▶ **Task requirements**:
Below this sentence is a listing; return exactly its lines from the one with "let missing: Vec<&str> = welcome" to the one with "let candidate = random_quest_id();", both kept, and nothing more.
════════════════════
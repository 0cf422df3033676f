//! Quest board backend: quest lifecycle, points ledger and Discord integration.
//!
//! # Architecture
//!
//! The server follows a layered architecture with clear separation of concerns:
//!
//! - **Bot** (`bot/`) - Discord gateway event handlers
//! - **Service Layer** (`service/`) - Quest rules and orchestration between handlers and data layer
//! - **Data Layer** (`data/`) - Database operations and entity-to-domain model conversion
//! - **Model Layer** (`model/`) - Domain models and operation-specific parameter types
//! - **Error Layer** (`error/`) - Application error types
//!
//! # Infrastructure
//!
//! - **Configuration** (`config`) - Environment-based application configuration
//! - **Startup** (`startup`) - Database connection and migrations
//! - **Utilities** (`util`) - Id parsing and reward text parsing

pub mod bot;
pub mod config;
pub mod data;
pub mod error;
pub mod model;
pub mod service;
pub mod startup;
pub mod util;
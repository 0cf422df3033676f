//! Quest catalog and lifecycle orchestration.
//!
//! `QuestService` owns the accept/complete/approve/reject state machine. Not-found and
//! invalid transitions are reported as `Ok(None)`, eligibility denials as
//! `AcceptOutcome::Denied`, and only storage failures as `Err`.

pub mod eligibility;

use chrono::{DateTime, Utc};
use rand::{distr::Alphanumeric, Rng};
use sea_orm::DatabaseConnection;

use crate::server::{
    data::{
        departed_member::DepartedMemberRepository, quest::QuestRepository,
        quest_progress::QuestProgressRepository, welcome::WelcomeRepository,
    },
    error::{internal::InternalError, AppError},
    model::{
        progress::{ProgressStatus, QuestProgress, QuestWithProgress, SubmitProofParams},
        quest::{CreateQuestParams, PurgeSummary, Quest, QuestStatus, QUEST_ID_LENGTH},
    },
};

pub use eligibility::AcceptDenial;
use eligibility::{check_eligibility, EligibilityFacts};

/// Attempts at drawing an unused random quest id before giving up.
const MAX_ID_ATTEMPTS: usize = 5;

/// Result of an accept request that reached a decision.
#[derive(Debug, Clone, PartialEq)]
pub enum AcceptOutcome {
    /// The member now holds an `accepted` record.
    Accepted(QuestProgress),
    /// A business rule refused the request; show the reason to the member.
    Denied(AcceptDenial),
}

pub struct QuestService<'a> {
    db: &'a DatabaseConnection,
}

impl<'a> QuestService<'a> {
    pub fn new(db: &'a DatabaseConnection) -> Self {
        Self { db }
    }

    /// Creates a quest, generating an 8 character id unless one is supplied.
    ///
    /// # Arguments
    /// - `params` - Quest fields; `quest_id` set only when seeding reserved quests
    ///
    /// # Returns
    /// - `Ok(Quest)` - The created quest, `available`
    /// - `Err(AppError::DbErr)` - Insert failed
    /// - `Err(AppError::InternalErr)` - No unused id could be drawn
    pub async fn create_quest(&self, params: CreateQuestParams) -> Result<Quest, AppError> {
        let repo = QuestRepository::new(self.db);

        let quest_id = match params.quest_id.clone() {
            Some(quest_id) => quest_id,
            None => self.generate_quest_id(&repo).await?,
        };

        let quest = repo.create(quest_id, params).await?;

        tracing::info!(
            "Created quest {} ({}) in guild {}",
            quest.quest_id,
            quest.title,
            quest.guild_id
        );

        Ok(quest)
    }

    /// Gets a quest by id.
    pub async fn get_quest(&self, quest_id: &str) -> Result<Option<Quest>, AppError> {
        Ok(QuestRepository::new(self.db).get_by_id(quest_id).await?)
    }

    /// Saves edits to a quest's editable fields.
    ///
    /// # Returns
    /// - `Ok(true)` - Quest updated
    /// - `Ok(false)` - Quest not found
    pub async fn update_quest(&self, quest: &Quest) -> Result<bool, AppError> {
        Ok(QuestRepository::new(self.db).update(quest).await?)
    }

    /// Gets the quests of a guild that can currently be accepted, newest first.
    pub async fn get_available_quests(&self, guild_id: u64) -> Result<Vec<Quest>, AppError> {
        Ok(QuestRepository::new(self.db)
            .get_by_guild(guild_id, Some(QuestStatus::Available))
            .await?)
    }

    /// Gets every quest of a guild, newest first.
    pub async fn get_guild_quests(&self, guild_id: u64) -> Result<Vec<Quest>, AppError> {
        Ok(QuestRepository::new(self.db)
            .get_by_guild(guild_id, None)
            .await?)
    }

    /// Deletes a quest and every progress record for it. Irrecoverable.
    ///
    /// # Returns
    /// - `Ok(true)` - Quest deleted
    /// - `Ok(false)` - Quest not found
    pub async fn delete_quest(&self, quest_id: &str) -> Result<bool, AppError> {
        let deleted = QuestRepository::new(self.db).delete(quest_id).await?;

        if deleted {
            tracing::info!("Deleted quest {}", quest_id);
        }

        Ok(deleted)
    }

    /// Deletes every quest and progress record of a guild.
    pub async fn purge_guild_quests(&self, guild_id: u64) -> Result<PurgeSummary, AppError> {
        let summary = QuestRepository::new(self.db).purge_guild(guild_id).await?;

        tracing::info!(
            "Purged {} quests and {} progress records from guild {}",
            summary.quests_deleted,
            summary.progress_deleted,
            guild_id
        );

        Ok(summary)
    }

    /// Accepts a quest for a member at the current time.
    ///
    /// See `accept_quest_at`.
    pub async fn accept_quest(
        &self,
        quest_id: &str,
        user_id: u64,
        user_role_ids: &[u64],
        channel_id: Option<u64>,
    ) -> Result<AcceptOutcome, AppError> {
        self.accept_quest_at(quest_id, user_id, user_role_ids, channel_id, Utc::now())
            .await
    }

    /// Accepts a quest for a member if every eligibility rule passes.
    ///
    /// A first attempt inserts a new record; a retry or repeat resets the existing record to
    /// `accepted`. Either write is conditional, so when two requests race only one is
    /// accepted and the other is denied as already accepted.
    ///
    /// # Arguments
    /// - `quest_id` - Quest to accept
    /// - `user_id` - Accepting member
    /// - `user_role_ids` - The member's current roles in the quest's guild
    /// - `channel_id` - Channel the request came from
    /// - `now` - Decision and acceptance time
    ///
    /// # Returns
    /// - `Ok(AcceptOutcome::Accepted)` - Record created or reset
    /// - `Ok(AcceptOutcome::Denied)` - A rule refused the request
    /// - `Err(AppError)` - Storage failure
    pub async fn accept_quest_at(
        &self,
        quest_id: &str,
        user_id: u64,
        user_role_ids: &[u64],
        channel_id: Option<u64>,
        now: DateTime<Utc>,
    ) -> Result<AcceptOutcome, AppError> {
        let quest_repo = QuestRepository::new(self.db);
        let progress_repo = QuestProgressRepository::new(self.db);

        let Some(quest) = quest_repo.get_by_id(quest_id).await? else {
            return Ok(AcceptOutcome::Denied(AcceptDenial::NotFound));
        };
        let existing = progress_repo.get(quest_id, user_id).await?;

        let latest_leave = if quest.is_starter() {
            DepartedMemberRepository::new(self.db)
                .get_latest(quest.guild_id, user_id)
                .await?
                .map(|departure| departure.leave_date)
        } else {
            None
        };

        let (welcome, starter_progress) = if quest.is_starter() {
            (None, Vec::new())
        } else {
            let welcome = WelcomeRepository::new(self.db)
                .get(quest.guild_id, user_id)
                .await?;
            let starter_progress = match &welcome {
                Some(record) => {
                    progress_repo
                        .get_for_quests(user_id, &record.starter_quests())
                        .await?
                }
                None => Vec::new(),
            };
            (welcome, starter_progress)
        };

        let facts = EligibilityFacts {
            quest: Some(&quest),
            existing: existing.as_ref(),
            latest_leave,
            user_role_ids,
            welcome: welcome.as_ref(),
            starter_progress: &starter_progress,
        };

        if let Err(denial) = check_eligibility(&facts, now) {
            tracing::debug!(
                "User {} denied quest {}: {}",
                user_id,
                quest_id,
                denial
            );
            return Ok(AcceptOutcome::Denied(denial));
        }

        let accepted = match &existing {
            None => {
                progress_repo
                    .insert_accepted(&quest, user_id, channel_id, now)
                    .await?
            }
            Some(previous) => {
                progress_repo
                    .restart(quest_id, user_id, previous.status, channel_id, now)
                    .await?
            }
        };

        match accepted {
            Some(progress) => {
                tracing::info!("User {} accepted quest {}", user_id, quest_id);
                Ok(AcceptOutcome::Accepted(progress))
            }
            None => Ok(AcceptOutcome::Denied(AcceptDenial::AlreadyAccepted)),
        }
    }

    /// Submits proof for an assigned or accepted quest, moving it to `completed`.
    ///
    /// Assigned quests get `accepted_at` backfilled so no completion lacks an acceptance time.
    ///
    /// # Returns
    /// - `Ok(Some(QuestProgress))` - Submission recorded
    /// - `Ok(None)` - No record, or nothing to submit from its current status
    pub async fn complete_quest(
        &self,
        quest_id: &str,
        user_id: u64,
        proof: SubmitProofParams,
    ) -> Result<Option<QuestProgress>, AppError> {
        let repo = QuestProgressRepository::new(self.db);
        let now = Utc::now();

        let Some(existing) = repo.get(quest_id, user_id).await? else {
            return Ok(None);
        };
        if !existing.status.can_submit() {
            return Ok(None);
        }

        let accepted_at = existing.accepted_at.unwrap_or(now);
        let completed = repo
            .complete(quest_id, user_id, existing.status, accepted_at, proof, now)
            .await?;

        if completed.is_some() {
            tracing::info!("User {} submitted proof for quest {}", user_id, quest_id);
        }

        Ok(completed)
    }

    /// Approves a completed submission.
    ///
    /// Does not award points; see `RewardService::approve_and_award`.
    ///
    /// # Returns
    /// - `Ok(Some(QuestProgress))` - Submission approved
    /// - `Ok(None)` - No record, or the record is not `completed`
    pub async fn approve_quest(
        &self,
        quest_id: &str,
        user_id: u64,
        approver_id: u64,
    ) -> Result<Option<QuestProgress>, AppError> {
        let approved = QuestProgressRepository::new(self.db)
            .review(
                quest_id,
                user_id,
                ProgressStatus::Approved,
                format!("Approved by {}", approver_id),
                Utc::now(),
            )
            .await?;

        if approved.is_some() {
            tracing::info!(
                "Quest {} for user {} approved by {}",
                quest_id,
                user_id,
                approver_id
            );
        }

        Ok(approved)
    }

    /// Rejects a completed submission, recording the reason in the audit note.
    ///
    /// # Returns
    /// - `Ok(Some(QuestProgress))` - Submission rejected
    /// - `Ok(None)` - No record, or the record is not `completed`
    pub async fn reject_quest(
        &self,
        quest_id: &str,
        user_id: u64,
        approver_id: u64,
        reason: &str,
    ) -> Result<Option<QuestProgress>, AppError> {
        let rejected = QuestProgressRepository::new(self.db)
            .review(
                quest_id,
                user_id,
                ProgressStatus::Rejected,
                format!("Rejected by {}: {}", approver_id, reason),
                Utc::now(),
            )
            .await?;

        if rejected.is_some() {
            tracing::info!(
                "Quest {} for user {} rejected by {}",
                quest_id,
                user_id,
                approver_id
            );
        }

        Ok(rejected)
    }

    /// Gets a member's record for a quest.
    pub async fn get_progress(
        &self,
        quest_id: &str,
        user_id: u64,
    ) -> Result<Option<QuestProgress>, AppError> {
        Ok(QuestProgressRepository::new(self.db)
            .get(quest_id, user_id)
            .await?)
    }

    /// Lists a member's quests in a guild, most recently accepted first.
    ///
    /// Without a status filter, assigned starter quests that have no record yet and are
    /// still available are appended as unsaved `assigned` entries.
    pub async fn get_user_quests(
        &self,
        user_id: u64,
        guild_id: u64,
        status: Option<ProgressStatus>,
    ) -> Result<Vec<QuestWithProgress>, AppError> {
        let mut quests = QuestProgressRepository::new(self.db)
            .get_for_user(user_id, guild_id, status)
            .await?;

        if status.is_some() {
            return Ok(quests);
        }

        let Some(welcome) = WelcomeRepository::new(self.db)
            .get(guild_id, user_id)
            .await?
        else {
            return Ok(quests);
        };

        let missing: Vec<&str> = welcome
            .starter_quests()
            .into_iter()
            .filter(|id| !quests.iter().any(|q| q.quest.quest_id == *id))
            .collect();

        let mut starters = QuestRepository::new(self.db).get_by_ids(&missing).await?;
        starters.sort_by_key(|quest| missing.iter().position(|id| *id == quest.quest_id));

        for quest in starters.into_iter().filter(Quest::is_available) {
            let progress = QuestProgress::synthetic_assignment(&quest, user_id);
            quests.push(QuestWithProgress { quest, progress });
        }

        Ok(quests)
    }

    /// Lists submissions awaiting review in a guild, oldest first.
    pub async fn get_pending_approvals(
        &self,
        guild_id: u64,
    ) -> Result<Vec<QuestWithProgress>, AppError> {
        Ok(QuestProgressRepository::new(self.db)
            .get_pending_approvals(guild_id)
            .await?)
    }

    async fn generate_quest_id(&self, repo: &QuestRepository<'_>) -> Result<String, AppError> {
        for _ in 0..MAX_ID_ATTEMPTS {
            let candidate = random_quest_id();
            if repo.get_by_id(&candidate).await?.is_none() {
                return Ok(candidate);
            }
        }

        Err(InternalError::QuestIdExhausted {
            attempts: MAX_ID_ATTEMPTS,
        }
        .into())
    }
}

/// Draws a random lowercase alphanumeric quest id.
fn random_quest_id() -> String {
    rand::rng()
        .sample_iter(&Alphanumeric)
        .take(QUEST_ID_LENGTH)
        .map(|c| char::from(c).to_ascii_lowercase())
        .collect()
}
════════════════════
▶ **Response**:
        let missing: Vec<&str> = welcome
            .starter_quests()
            .into_iter()
            .filter(|id| !quests.iter().any(|q| q.quest.quest_id == *id))
            .collect();

        let mut starters = QuestRepository::new(self.db).get_by_ids(&missing).await?;
        starters.sort_by_key(|quest| missing.iter().position(|id| *id == quest.quest_id));

        for quest in starters.into_iter().filter(Quest::is_available) {
            let progress = QuestProgress::synthetic_assignment(&quest, user_id);
            quests.push(QuestWithProgress { quest, progress });
        }

        Ok(quests)
    }

    /// Lists submissions awaiting review in a guild, oldest first.
    pub async fn get_pending_approvals(
        &self,
        guild_id: u64,
    ) -> Result<Vec<QuestWithProgress>, AppError> {
        Ok(QuestProgressRepository::new(self.db)
            .get_pending_approvals(guild_id)
            .await?)
    }

    async fn generate_quest_id(&self, repo: &QuestRepository<'_>) -> Result<String, AppError> {
        for _ in 0..MAX_ID_ATTEMPTS {
            let candidate = random_quest_id();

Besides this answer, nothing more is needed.